Diversidad. En Argentina habitan miles de comunidades de alrededor de 40 pueblos originarios y subsisten una veintena de lenguas. (Guido Piotrkowski)

La defensa y el reclamo del territorio de los pueblos originarios apuntan a mucho más que a la propiedad de la tierra. Así lo ejemplifica Reyna: «Allí, milenariamente, están nuestras medicinas, nuestros muertos y muertas, nuestros árboles sagrados, nuestros cerros que deben ser respetados, nuestros hermanos animales y nuestros guardianes y seres tutelares. Hay sitios sagrados que desde el poder llaman arqueológicos y que son fundamentales para nosotros y nosotras, ya que ahí está nuestra historia y en ellos recordamos y fortalecemos nuestra identidad. El extractivismo y desarrollismo están destruyendo nuestro territorio ancestral. Y tanto el Gobierno como los empresarios privados no pueden comprender qué es realmente el territorio. Ellos solo ven tierras y posibilidades de aumentar ganancias».
El uso reduccionista o casi snob que algunos sectores urbanos hacen de una parte de esa perspectiva integral del territorio, la espiritual, distorsiona, muchas veces, el sentido de las luchas de los pueblos. La mirada casi bucólica o ingenua de las cosmovisiones de los pueblos antiguos, sin anclaje en la lectura política de la realidad que las comunidades hacen con sus avances y retrocesos, suele generar una banalización de las disputas históricas. Por otro lado, los defensores de la propiedad privada y el desarrollo a cualquier costo arguyen que bajo esa mirada integral del territorio los indígenas quieren hacer otros Estados y quitarles todas las propiedades a los no indios. Nada de las luchas políticas actuales de los pueblos originarios puede ser tomado seriamente en ese sentido. Sí es válido que la sociedad debata cómo sostener la integridad territorial argentina sin avasallar los derechos de los pueblos originarios, sin que ese respeto al territorio permita una balcanización que haga perder soberanía o que genere una mayor mercantilización.

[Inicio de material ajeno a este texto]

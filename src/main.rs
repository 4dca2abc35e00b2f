//! Thin CLI shell: parse flags, stream JSON values in, run each one
//! against a fresh interpreter, print results. All the actual interpreter
//! logic lives in the library -- this binary never touches `Interpreter`'s
//! internals beyond the public surface.

use clap::Parser;
use jisp::diagnostics::DefaultPrinter;
use jisp::Interpreter;
use serde_json::{de::IoRead, Deserializer, Value};
use std::fs::File;
use std::io::{stdin, Read};
use std::process::exit;

/// Execute one or more JISP documents, mutating and printing each in turn.
#[derive(Parser, Debug)]
#[command(name = "jisp", version, about = "Runs a JSON document as a program, printing the mutated document")]
struct Cli {
    /// Print the final document as a raw string instead of quoted JSON,
    /// when the document root is a string.
    #[arg(short = 'r', long = "raw")]
    raw: bool,

    /// Print compact JSON instead of pretty-printed.
    #[arg(short = 'c', long = "compact")]
    compact: bool,

    /// Input file to read (`-` or omitted reads stdin). Multiple top-level
    /// JSON values may appear in one input; each runs against its own
    /// interpreter.
    file: Option<String>,
}

fn main() {
    let cli = Cli::parse();

    let documents = match read_documents(cli.file.as_deref()) {
        Ok(docs) => docs,
        Err(e) => {
            eprintln!("could not read input: {e}");
            exit(1);
        }
    };

    let mut failed = false;
    for document in documents {
        let printer = DefaultPrinter { compact: cli.compact };
        let mut vm = Interpreter::with_printer(document, Box::new(printer));
        let result = vm.run();

        for line in vm.take_output() {
            println!("{line}");
        }

        match result {
            Ok(()) => print_document(vm.document(), cli.raw, cli.compact),
            Err(e) => {
                failed = true;
                eprintln!("fatal error{}: {e}", opcode_suffix(&e));
                print_document(vm.document(), cli.raw, cli.compact);
            }
        }
    }

    if failed {
        exit(1);
    }
}

fn opcode_suffix(e: &jisp::FatalError) -> String {
    match e.opcode() {
        Some(op) => format!(" in `{op}`"),
        None => String::new(),
    }
}

fn print_document(document: &Value, raw: bool, compact: bool) {
    if raw {
        if let Some(s) = document.as_str() {
            println!("{s}");
            return;
        }
    }
    let printed = if compact {
        serde_json::to_string(document)
    } else {
        serde_json::to_string_pretty(document)
    }
    .expect("serializing a JSON Value to JSON should not fail");
    println!("{printed}");
}

fn read_documents(file: Option<&str>) -> Result<Vec<Value>, std::io::Error> {
    match file {
        None | Some("-") => {
            Deserializer::new(IoRead::new(stdin()))
                .into_iter::<Value>()
                .collect::<Result<Vec<Value>, _>>()
                .map_err(std::io::Error::from)
        }
        Some(path) => {
            let mut contents = String::new();
            File::open(path)?.read_to_string(&mut contents)?;
            Deserializer::from_str(&contents)
                .into_iter::<Value>()
                .collect::<Result<Vec<Value>, _>>()
                .map_err(std::io::Error::from)
        }
    }
}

A la vez que quienes aún no se reconocen o no son parte de los pueblos originarios deben hacer esfuerzos por seguir descolonizando la práctica social, también es importante tomar en cuenta la incidencia de los integrantes de pueblos originarios en las luchas y experiencias políticas por conseguir la justicia social para todos los ciudadanos, que, como dice Lenton, «permitieron que hoy tengamos determinados pisos de dignidad que ni siquiera los gobiernos neoliberales han podido destruir».